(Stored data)
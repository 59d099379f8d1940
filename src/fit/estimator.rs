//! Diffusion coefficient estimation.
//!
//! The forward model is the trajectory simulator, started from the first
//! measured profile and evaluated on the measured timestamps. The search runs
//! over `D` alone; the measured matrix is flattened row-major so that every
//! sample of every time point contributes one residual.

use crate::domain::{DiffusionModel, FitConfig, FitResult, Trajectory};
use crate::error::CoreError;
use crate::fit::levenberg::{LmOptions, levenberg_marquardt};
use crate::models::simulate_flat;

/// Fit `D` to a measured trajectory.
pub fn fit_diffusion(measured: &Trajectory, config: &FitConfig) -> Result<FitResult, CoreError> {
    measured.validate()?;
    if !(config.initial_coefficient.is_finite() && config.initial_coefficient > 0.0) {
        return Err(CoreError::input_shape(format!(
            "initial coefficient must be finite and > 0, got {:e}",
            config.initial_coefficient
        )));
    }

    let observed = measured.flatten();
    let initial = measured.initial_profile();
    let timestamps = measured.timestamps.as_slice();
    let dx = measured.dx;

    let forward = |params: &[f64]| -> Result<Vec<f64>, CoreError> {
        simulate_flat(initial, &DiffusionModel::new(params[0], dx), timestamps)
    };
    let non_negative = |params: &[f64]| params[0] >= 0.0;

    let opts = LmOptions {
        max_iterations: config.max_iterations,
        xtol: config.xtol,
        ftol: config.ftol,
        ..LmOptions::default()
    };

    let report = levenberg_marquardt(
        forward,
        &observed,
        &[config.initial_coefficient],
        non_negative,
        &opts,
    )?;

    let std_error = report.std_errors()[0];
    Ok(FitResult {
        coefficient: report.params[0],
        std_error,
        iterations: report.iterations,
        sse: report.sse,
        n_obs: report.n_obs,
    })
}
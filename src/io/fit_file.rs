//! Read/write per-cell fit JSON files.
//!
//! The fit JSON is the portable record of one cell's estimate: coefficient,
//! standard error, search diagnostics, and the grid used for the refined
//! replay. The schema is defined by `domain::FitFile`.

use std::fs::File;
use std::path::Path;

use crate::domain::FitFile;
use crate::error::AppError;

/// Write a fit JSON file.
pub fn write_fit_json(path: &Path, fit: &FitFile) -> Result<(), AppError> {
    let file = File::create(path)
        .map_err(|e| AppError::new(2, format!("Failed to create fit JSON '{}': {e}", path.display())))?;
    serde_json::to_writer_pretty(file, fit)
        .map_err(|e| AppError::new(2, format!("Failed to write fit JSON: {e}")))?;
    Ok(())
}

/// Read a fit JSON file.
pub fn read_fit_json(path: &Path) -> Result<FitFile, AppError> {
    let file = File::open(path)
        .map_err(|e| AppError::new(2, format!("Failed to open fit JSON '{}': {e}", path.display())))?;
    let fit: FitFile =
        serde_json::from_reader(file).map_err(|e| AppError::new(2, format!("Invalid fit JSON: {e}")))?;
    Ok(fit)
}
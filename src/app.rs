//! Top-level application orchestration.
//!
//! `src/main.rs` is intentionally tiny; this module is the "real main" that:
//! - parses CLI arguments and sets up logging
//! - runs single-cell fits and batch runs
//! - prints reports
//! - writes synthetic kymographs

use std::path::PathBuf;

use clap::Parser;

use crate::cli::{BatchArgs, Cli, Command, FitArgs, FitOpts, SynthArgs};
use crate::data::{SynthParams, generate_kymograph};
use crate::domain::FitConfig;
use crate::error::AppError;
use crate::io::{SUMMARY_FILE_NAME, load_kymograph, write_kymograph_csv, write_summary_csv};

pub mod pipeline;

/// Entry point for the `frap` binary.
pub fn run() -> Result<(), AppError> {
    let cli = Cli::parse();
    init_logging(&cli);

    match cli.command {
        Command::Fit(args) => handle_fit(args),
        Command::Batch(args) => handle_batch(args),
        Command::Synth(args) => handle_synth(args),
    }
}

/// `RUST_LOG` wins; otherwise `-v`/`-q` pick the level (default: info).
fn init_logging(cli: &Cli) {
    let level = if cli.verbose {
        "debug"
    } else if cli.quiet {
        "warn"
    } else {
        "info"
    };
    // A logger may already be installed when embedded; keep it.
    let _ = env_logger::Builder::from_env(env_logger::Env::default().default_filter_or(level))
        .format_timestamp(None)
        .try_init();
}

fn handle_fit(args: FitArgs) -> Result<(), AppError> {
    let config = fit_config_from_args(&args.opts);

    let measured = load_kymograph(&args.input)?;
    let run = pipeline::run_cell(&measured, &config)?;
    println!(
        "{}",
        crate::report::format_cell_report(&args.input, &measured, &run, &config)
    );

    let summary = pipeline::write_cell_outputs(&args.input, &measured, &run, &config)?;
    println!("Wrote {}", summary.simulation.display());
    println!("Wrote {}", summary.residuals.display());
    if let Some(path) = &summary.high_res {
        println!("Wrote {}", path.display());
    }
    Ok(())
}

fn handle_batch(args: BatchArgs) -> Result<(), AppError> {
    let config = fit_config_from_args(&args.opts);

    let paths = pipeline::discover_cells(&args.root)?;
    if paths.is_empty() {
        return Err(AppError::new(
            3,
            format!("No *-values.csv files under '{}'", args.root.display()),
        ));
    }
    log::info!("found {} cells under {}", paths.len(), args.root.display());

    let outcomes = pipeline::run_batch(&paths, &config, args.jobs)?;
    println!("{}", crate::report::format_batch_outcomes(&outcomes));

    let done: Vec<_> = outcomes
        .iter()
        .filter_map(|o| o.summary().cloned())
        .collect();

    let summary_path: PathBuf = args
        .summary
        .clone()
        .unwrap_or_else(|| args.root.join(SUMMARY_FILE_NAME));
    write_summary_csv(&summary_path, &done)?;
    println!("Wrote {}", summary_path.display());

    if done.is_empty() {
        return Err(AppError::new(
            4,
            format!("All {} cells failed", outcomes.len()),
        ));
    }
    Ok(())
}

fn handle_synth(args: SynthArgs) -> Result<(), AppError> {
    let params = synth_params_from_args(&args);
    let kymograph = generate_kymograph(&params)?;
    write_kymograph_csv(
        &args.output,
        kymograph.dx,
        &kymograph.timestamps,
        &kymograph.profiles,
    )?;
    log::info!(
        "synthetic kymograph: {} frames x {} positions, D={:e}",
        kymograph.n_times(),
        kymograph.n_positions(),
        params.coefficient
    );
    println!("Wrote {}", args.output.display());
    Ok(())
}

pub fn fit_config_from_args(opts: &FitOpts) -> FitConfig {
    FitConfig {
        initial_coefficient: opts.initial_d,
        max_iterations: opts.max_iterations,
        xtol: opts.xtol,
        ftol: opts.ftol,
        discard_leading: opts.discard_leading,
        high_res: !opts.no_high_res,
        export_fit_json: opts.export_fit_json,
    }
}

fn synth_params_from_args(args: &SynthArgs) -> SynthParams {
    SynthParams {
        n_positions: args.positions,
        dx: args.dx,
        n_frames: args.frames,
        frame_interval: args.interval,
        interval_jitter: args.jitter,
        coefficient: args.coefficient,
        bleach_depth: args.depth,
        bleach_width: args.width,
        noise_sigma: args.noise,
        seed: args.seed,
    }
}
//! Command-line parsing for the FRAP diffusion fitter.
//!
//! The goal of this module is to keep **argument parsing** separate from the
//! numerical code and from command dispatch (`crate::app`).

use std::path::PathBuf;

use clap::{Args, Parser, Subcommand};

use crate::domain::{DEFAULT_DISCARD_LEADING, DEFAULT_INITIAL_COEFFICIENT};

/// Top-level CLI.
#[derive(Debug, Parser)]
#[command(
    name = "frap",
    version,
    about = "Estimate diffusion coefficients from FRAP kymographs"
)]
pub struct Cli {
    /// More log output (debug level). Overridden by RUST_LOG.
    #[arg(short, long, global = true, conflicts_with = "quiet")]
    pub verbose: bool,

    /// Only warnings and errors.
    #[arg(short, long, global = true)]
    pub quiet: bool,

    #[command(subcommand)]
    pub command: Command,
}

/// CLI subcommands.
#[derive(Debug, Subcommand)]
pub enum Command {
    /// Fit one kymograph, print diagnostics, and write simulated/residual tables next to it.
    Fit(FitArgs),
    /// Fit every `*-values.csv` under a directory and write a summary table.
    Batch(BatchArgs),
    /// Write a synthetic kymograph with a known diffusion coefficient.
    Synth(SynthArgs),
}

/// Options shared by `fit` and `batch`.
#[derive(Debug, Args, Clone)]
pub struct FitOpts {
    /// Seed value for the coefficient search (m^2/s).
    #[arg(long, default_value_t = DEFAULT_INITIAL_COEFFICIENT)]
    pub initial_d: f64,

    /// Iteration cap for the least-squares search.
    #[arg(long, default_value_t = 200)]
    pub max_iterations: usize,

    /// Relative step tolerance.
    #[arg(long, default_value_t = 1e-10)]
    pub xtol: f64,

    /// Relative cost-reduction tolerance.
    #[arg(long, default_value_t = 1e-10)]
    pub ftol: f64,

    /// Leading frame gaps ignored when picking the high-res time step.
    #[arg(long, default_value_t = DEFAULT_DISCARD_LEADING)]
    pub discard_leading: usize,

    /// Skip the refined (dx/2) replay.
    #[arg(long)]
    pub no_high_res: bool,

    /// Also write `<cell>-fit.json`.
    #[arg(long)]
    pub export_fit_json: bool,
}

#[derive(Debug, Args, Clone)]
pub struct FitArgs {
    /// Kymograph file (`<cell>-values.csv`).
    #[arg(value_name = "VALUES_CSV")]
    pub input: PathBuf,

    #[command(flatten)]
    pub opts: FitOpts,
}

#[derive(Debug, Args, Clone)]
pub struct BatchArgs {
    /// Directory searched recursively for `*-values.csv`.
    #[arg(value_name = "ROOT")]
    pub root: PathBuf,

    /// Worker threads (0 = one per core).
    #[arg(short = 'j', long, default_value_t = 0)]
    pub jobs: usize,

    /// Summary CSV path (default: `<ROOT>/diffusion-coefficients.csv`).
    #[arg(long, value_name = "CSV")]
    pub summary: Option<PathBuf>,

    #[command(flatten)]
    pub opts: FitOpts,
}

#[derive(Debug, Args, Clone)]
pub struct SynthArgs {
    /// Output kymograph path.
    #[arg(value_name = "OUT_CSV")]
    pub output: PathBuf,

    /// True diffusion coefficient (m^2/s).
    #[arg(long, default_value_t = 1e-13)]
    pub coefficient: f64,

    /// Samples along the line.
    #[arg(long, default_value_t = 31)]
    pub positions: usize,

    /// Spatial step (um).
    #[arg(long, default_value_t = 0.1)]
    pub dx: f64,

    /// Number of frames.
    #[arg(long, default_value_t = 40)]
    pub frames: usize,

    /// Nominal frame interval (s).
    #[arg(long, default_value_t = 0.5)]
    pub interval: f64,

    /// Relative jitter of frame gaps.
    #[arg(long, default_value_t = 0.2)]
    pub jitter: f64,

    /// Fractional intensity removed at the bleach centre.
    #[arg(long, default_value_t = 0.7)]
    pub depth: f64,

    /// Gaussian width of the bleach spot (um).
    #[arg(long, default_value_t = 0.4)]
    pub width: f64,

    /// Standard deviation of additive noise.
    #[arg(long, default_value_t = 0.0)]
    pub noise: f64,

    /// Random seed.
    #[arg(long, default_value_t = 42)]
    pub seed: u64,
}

WORK TO BE COMPLETED —
What is needed is each line of the entries that contains the word "timestamps".

OUTPUT BELOW —
//! measured profile and evaluated on the measured timestamps. The search runs
    let timestamps = measured.timestamps.as_slice();
        simulate_flat(initial, &DiffusionModel::new(params[0], dx), timestamps)
        &kymograph.timestamps,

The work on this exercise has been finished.